Since Trump took office, employment in the mining and logging sector has risen by about 89,000 workers. The recent uptick follows a period in which jobs contracted by 28.5 percent from a peak of 904,000 in September 2014 to the end of the Obama presidency.

In West Virginia, where coal mining is vital to the state’s history and economy, employment in mining and logging has risen by 1,800 jobs since Trump took office.

The Morrisey campaign hammered Manchin as “no friend to coal,” and cited his support of 2016 Democratic presidential candidate Hillary Clinton despite a gaffe in which she said she would “put a lot of coal miners and coal companies out of business.”

Said Morrisey in his statement, “While we had victories over Obama’s EPA at the U.S. Supreme Court in order to protect West Virginia coal, Sen. Manchin was supporting Hillary Clinton.”

West Virginia was Trump’s second-best state. He won 68 percent of the vote and carried every single county.

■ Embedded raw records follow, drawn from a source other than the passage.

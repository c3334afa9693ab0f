//! Mintwatch - New-mint detection for Solana

use anyhow::{Context, Result};
use clap::Parser;
use tracing_subscriber::{fmt, EnvFilter};

use mintwatch::adapters::cli::{check_config_command, inspect_command, run_command, CliApp, Command};
use mintwatch::config::load_config;

#[tokio::main]
async fn main() -> Result<()> {
    // Load .env file if it exists (keys go here, not in the config file)
    dotenvy::dotenv().ok();

    let app = CliApp::parse();
    let config = load_config(&app.config)
        .with_context(|| format!("Failed to load configuration from {}", app.config.display()))?;
    init_logging(app.verbose, app.debug, &config.logging.level);

    match app.command {
        Command::Run(cmd) => run_command(cmd, config).await,
        Command::Inspect(cmd) => inspect_command(cmd, config).await,
        Command::CheckConfig => check_config_command(&app.config, &config),
    }
}

/// RUST_LOG wins, then --debug, then --verbose, then the config file
fn init_logging(verbose: bool, debug: bool, configured: &str) {
    let fallback = if debug {
        "debug"
    } else if verbose {
        "info"
    } else {
        configured
    };
    let filter = EnvFilter::try_from_default_env().unwrap_or_else(|_| EnvFilter::new(fallback));

    fmt().with_env_filter(filter).init();
}
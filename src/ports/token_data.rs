//! Token data port
//!
//! What the filter evaluator reads about a candidate. Each accessor is fetched
//! lazily so predicates that are skipped never cost a provider call.

use async_trait::async_trait;
use serde::{Deserialize, Serialize};

use super::ProviderError;

/// Authority flags of a mint account
#[derive(Debug, Clone, Copy, Default, PartialEq, Eq, Serialize, Deserialize)]
pub struct MintAuthorities {
    pub has_mint_authority: bool,
    pub has_freeze_authority: bool,
}

/// Lazily fetched token attributes
#[cfg_attr(test, mockall::automock)]
#[async_trait]
pub trait TokenDataSource: Send + Sync {
    /// Best pool liquidity in USD
    async fn liquidity_usd(&self, mint: &str) -> Result<f64, ProviderError>;

    /// Mint and freeze authority presence
    async fn authorities(&self, mint: &str) -> Result<MintAuthorities, ProviderError>;

    /// Percentage of total supply held by the `top_n` largest accounts
    async fn top_holders_pct(&self, mint: &str, top_n: usize) -> Result<f64, ProviderError>;

    /// Seconds since the earliest pool was created (`None` when no pool exists)
    async fn age_secs(&self, mint: &str) -> Result<Option<i64>, ProviderError>;
}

Related: Manchin’s Lackluster Primary Performance Boosts GOP Hopes

Despite losing the endorsement of mine companies, Manchin still counts the support of the United Mine Workers of America, along with a host of other labor unions that were once major powers in West Virginia politics.

Manchin long has been a top Republican target for the 2018 midterm elections. But the incumbent is a crafty politician who has won a number of elections in an increasingly conservative-leaning state by positioning himself well to the right of the national Democratic Party.

Manchin leads Morrisey by 7 percentage points in the current RealClearPolitics average of polls.

(photo credit, article image: Patrick Morissey, CC BY-SA 2.0, by Gage Skidmore)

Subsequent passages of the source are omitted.